[Task item]: All of the data that follows should be retyped exactly as it appears.

[Recorded information]:
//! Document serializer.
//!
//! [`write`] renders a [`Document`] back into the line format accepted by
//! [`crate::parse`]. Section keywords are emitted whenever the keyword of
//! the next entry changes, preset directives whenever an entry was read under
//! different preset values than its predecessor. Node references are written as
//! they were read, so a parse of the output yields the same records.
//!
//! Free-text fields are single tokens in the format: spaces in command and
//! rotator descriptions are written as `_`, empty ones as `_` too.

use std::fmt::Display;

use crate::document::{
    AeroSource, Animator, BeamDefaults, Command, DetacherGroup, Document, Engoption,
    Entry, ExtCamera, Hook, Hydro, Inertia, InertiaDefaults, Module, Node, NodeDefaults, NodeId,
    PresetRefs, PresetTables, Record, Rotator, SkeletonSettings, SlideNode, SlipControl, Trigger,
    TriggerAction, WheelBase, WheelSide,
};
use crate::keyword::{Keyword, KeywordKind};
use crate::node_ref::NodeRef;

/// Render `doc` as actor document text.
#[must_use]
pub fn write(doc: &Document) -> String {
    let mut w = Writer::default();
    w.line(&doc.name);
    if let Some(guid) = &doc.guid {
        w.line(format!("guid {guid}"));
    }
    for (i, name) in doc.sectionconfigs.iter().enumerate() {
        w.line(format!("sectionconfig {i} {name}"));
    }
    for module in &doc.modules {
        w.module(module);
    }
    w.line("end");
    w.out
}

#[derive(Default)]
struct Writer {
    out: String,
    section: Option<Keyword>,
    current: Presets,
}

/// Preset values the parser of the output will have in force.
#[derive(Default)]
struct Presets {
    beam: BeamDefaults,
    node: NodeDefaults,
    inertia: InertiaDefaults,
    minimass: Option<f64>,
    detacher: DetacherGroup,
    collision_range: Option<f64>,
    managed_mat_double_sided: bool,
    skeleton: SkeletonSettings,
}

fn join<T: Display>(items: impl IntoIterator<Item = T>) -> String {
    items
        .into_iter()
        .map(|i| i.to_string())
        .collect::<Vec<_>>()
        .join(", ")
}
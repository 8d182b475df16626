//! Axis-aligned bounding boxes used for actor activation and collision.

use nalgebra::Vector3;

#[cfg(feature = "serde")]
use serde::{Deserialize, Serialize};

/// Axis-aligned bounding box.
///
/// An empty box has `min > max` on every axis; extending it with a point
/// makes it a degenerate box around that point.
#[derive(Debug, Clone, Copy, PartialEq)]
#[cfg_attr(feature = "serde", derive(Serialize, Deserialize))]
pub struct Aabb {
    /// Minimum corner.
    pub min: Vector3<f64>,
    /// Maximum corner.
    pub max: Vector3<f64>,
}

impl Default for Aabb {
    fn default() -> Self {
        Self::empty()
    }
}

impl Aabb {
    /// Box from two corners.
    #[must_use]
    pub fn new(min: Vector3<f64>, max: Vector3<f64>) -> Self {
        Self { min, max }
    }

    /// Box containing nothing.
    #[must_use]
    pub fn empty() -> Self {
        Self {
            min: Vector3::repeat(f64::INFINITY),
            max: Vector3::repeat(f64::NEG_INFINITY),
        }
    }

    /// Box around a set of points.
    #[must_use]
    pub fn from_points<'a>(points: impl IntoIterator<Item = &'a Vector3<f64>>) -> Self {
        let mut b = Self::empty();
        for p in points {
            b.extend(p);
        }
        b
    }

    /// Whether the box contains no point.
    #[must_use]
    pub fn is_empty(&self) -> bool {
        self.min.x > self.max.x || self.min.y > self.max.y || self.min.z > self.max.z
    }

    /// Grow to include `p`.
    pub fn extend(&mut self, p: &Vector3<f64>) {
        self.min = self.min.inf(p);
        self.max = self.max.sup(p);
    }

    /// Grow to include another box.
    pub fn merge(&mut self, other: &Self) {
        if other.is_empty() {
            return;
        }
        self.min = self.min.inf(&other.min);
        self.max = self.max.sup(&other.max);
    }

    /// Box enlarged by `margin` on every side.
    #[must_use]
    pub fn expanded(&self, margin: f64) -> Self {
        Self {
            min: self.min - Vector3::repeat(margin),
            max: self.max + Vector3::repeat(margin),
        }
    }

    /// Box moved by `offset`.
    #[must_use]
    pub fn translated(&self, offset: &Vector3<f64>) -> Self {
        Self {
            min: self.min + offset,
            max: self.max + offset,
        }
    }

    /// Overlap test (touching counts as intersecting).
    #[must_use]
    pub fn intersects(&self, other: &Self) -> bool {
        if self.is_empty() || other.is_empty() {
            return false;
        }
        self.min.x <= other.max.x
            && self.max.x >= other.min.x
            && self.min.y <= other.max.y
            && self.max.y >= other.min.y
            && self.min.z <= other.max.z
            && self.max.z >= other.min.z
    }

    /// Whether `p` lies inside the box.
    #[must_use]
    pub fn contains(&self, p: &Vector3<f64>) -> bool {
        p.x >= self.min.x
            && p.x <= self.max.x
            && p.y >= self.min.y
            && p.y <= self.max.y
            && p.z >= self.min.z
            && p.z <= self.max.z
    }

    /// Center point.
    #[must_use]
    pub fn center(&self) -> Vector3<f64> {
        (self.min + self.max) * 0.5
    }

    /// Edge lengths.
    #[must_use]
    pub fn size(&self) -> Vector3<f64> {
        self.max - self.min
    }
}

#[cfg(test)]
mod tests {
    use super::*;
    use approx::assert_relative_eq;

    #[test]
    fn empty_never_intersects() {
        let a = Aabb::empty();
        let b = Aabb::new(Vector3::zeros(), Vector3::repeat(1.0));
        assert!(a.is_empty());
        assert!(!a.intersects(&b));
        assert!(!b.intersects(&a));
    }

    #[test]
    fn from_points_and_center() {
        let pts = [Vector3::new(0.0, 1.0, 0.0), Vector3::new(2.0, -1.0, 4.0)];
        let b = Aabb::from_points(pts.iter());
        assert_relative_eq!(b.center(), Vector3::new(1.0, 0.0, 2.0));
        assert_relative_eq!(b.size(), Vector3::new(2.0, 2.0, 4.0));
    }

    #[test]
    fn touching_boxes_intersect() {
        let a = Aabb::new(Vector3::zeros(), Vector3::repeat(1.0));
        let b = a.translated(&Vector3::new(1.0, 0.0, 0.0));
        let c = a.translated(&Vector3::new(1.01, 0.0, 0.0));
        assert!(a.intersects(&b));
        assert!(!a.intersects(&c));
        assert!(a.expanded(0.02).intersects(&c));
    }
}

[Answer box]:
//! Document serializer.
//!
//! [`write`] renders a [`Document`] back into the line format accepted by
//! [`crate::parse`]. Section keywords are emitted whenever the keyword of
//! the next entry changes, preset directives whenever an entry was read under
//! different preset values than its predecessor. Node references are written as
//! they were read, so a parse of the output yields the same records.
//!
//! Free-text fields are single tokens in the format: spaces in command and
//! rotator descriptions are written as `_`, empty ones as `_` too.

use std::fmt::Display;

use crate::document::{
    AeroSource, Animator, BeamDefaults, Command, DetacherGroup, Document, Engoption,
    Entry, ExtCamera, Hook, Hydro, Inertia, InertiaDefaults, Module, Node, NodeDefaults, NodeId,
    PresetRefs, PresetTables, Record, Rotator, SkeletonSettings, SlideNode, SlipControl, Trigger,
    TriggerAction, WheelBase, WheelSide,
};
use crate::keyword::{Keyword, KeywordKind};
use crate::node_ref::NodeRef;

/// Render `doc` as actor document text.
#[must_use]
pub fn write(doc: &Document) -> String {
    let mut w = Writer::default();
    w.line(&doc.name);
    if let Some(guid) = &doc.guid {
        w.line(format!("guid {guid}"));
    }
    for (i, name) in doc.sectionconfigs.iter().enumerate() {
        w.line(format!("sectionconfig {i} {name}"));
    }
    for module in &doc.modules {
        w.module(module);
    }
    w.line("end");
    w.out
}

#[derive(Default)]
struct Writer {
    out: String,
    section: Option<Keyword>,
    current: Presets,
}

/// Preset values the parser of the output will have in force.
#[derive(Default)]
struct Presets {
    beam: BeamDefaults,
    node: NodeDefaults,
    inertia: InertiaDefaults,
    minimass: Option<f64>,
    detacher: DetacherGroup,
    collision_range: Option<f64>,
    managed_mat_double_sided: bool,
    skeleton: SkeletonSettings,
}

fn join<T: Display>(items: impl IntoIterator<Item = T>) -> String {
    items
        .into_iter()
        .map(|i| i.to_string())
        .collect::<Vec<_>>()
        .join(", ")
}
repository 8d182b475df16626
//! Axis-aligned bounding boxes used for actor activation and collision.

use nalgebra::Vector3;

#[cfg(feature = "serde")]
use serde::{Deserialize, Serialize};

/// Axis-aligned bounding box.
///
/// An empty box has `min > max` on every axis; extending it with a point
/// makes it a degenerate box around that point.
#[derive(Debug, Clone, Copy, PartialEq)]
#[cfg_attr(feature = "serde", derive(Serialize, Deserialize))]
pub struct Aabb {
    /// Minimum corner.
    pub min: Vector3<f64>,
    /// Maximum corner.
    pub max: Vector3<f64>,
}

impl Default for Aabb {
    fn default() -> Self {
        Self::empty()
    }
}

impl Aabb {
    /// Box from two corners.
    #[must_use]
    pub fn new(min: Vector3<f64>, max: Vector3<f64>) -> Self {
        Self { min, max }
    }

    /// Box containing nothing.
    #[must_use]
    pub fn empty() -> Self {
        Self {
            min: Vector3::repeat(f64::INFINITY),
            max: Vector3::repeat(f64::NEG_INFINITY),
        }
    }

    /// Box around a set of points.
    #[must_use]
    pub fn from_points<'a>(points: impl IntoIterator<Item = &'a Vector3<f64>>) -> Self {
        let mut b = Self::empty();
        for p in points {
            b.extend(p);
        }
        b
    }

    /// Whether the box contains no point.
    #[must_use]
    pub fn is_empty(&self) -> bool {
        self.min.x > self.max.x || self.min.y > self.max.y || self.min.z > self.max.z
    }

    /// Grow to include `p`.
    pub fn extend(&mut self, p: &Vector3<f64>) {
        self.min = self.min.inf(p);
        self.max = self.max.sup(p);
    }

    /// Grow to include another box.
    pub fn merge(&mut self, other: &Self) {
        if other.is_empty() {
            return;
        }
        self.min = self.min.inf(&other.min);
        self.max = self.max.sup(&other.max);
    }

    /// Box enlarged by `margin` on every side.
    #[must_use]
    pub fn expanded(&self, margin: f64) -> Self {
        Self {
            min: self.min - Vector3::repeat(margin),
            max: self.max + Vector3::repeat(margin),
        }
    }

    /// Box moved by `offset`.
    #[must_use]
    pub fn translated(&self, offset: &Vector3<f64>) -> Self {
        Self {
            min: self.min + offset,
            max: self.max + offset,
        }
    }

    /// Overlap test (touching counts as intersecting).
    #[must_use]
    pub fn intersects(&self, other: &Self) -> bool {
        if self.is_empty() || other.is_empty() {
            return false;
        }
        self.min.x <= other.max.x
            && self.max.x >= other.min.x
            && self.min.y <= other.max.y
            && self.max.y >= other.min.y
            && self.min.z <= other.max.z
            && self.max.z >= other.min.z
    }

    /// Whether `p` lies inside the box.
    #[must_use]
    pub fn contains(&self, p: &Vector3<f64>) -> bool {
        p.x >= self.min.x
            && p.x <= self.max.x
            && p.y >= self.min.y
            && p.y <= self.max.y
            && p.z >= self.min.z
            && p.z <= self.max.z
    }

    /// Center point.
    #[must_use]
    pub fn center(&self) -> Vector3<f64> {
        (self.min + self.max) * 0.5
    }

    /// Edge lengths.
    #[must_use]
    pub fn size(&self) -> Vector3<f64> {
        self.max - self.min
    }
}

#[cfg(test)]
mod tests {
    use super::*;
    use approx::assert_relative_eq;

    #[test]
    fn empty_never_intersects() {
        let a = Aabb::empty();
        let b = Aabb::new(Vector3::zeros(), Vector3::repeat(1.0));
        assert!(a.is_empty());
        assert!(!a.intersects(&b));
        assert!(!b.intersects(&a));
    }

    #[test]
    fn from_points_and_center() {
        let pts = [Vector3::new(0.0, 1.0, 0.0), Vector3::new(2.0, -1.0, 4.0)];
        let b = Aabb::from_points(pts.iter());
        assert_relative_eq!(b.center(), Vector3::new(1.0, 0.0, 2.0));
        assert_relative_eq!(b.size(), Vector3::new(2.0, 2.0, 4.0));
    }

    #[test]
    fn touching_boxes_intersect() {
        let a = Aabb::new(Vector3::zeros(), Vector3::repeat(1.0));
        let b = a.translated(&Vector3::new(1.0, 0.0, 0.0));
        let c = a.translated(&Vector3::new(1.01, 0.0, 0.0));
        assert!(a.intersects(&b));
        assert!(!a.intersects(&c));
        assert!(a.expanded(0.02).intersects(&c));
    }
}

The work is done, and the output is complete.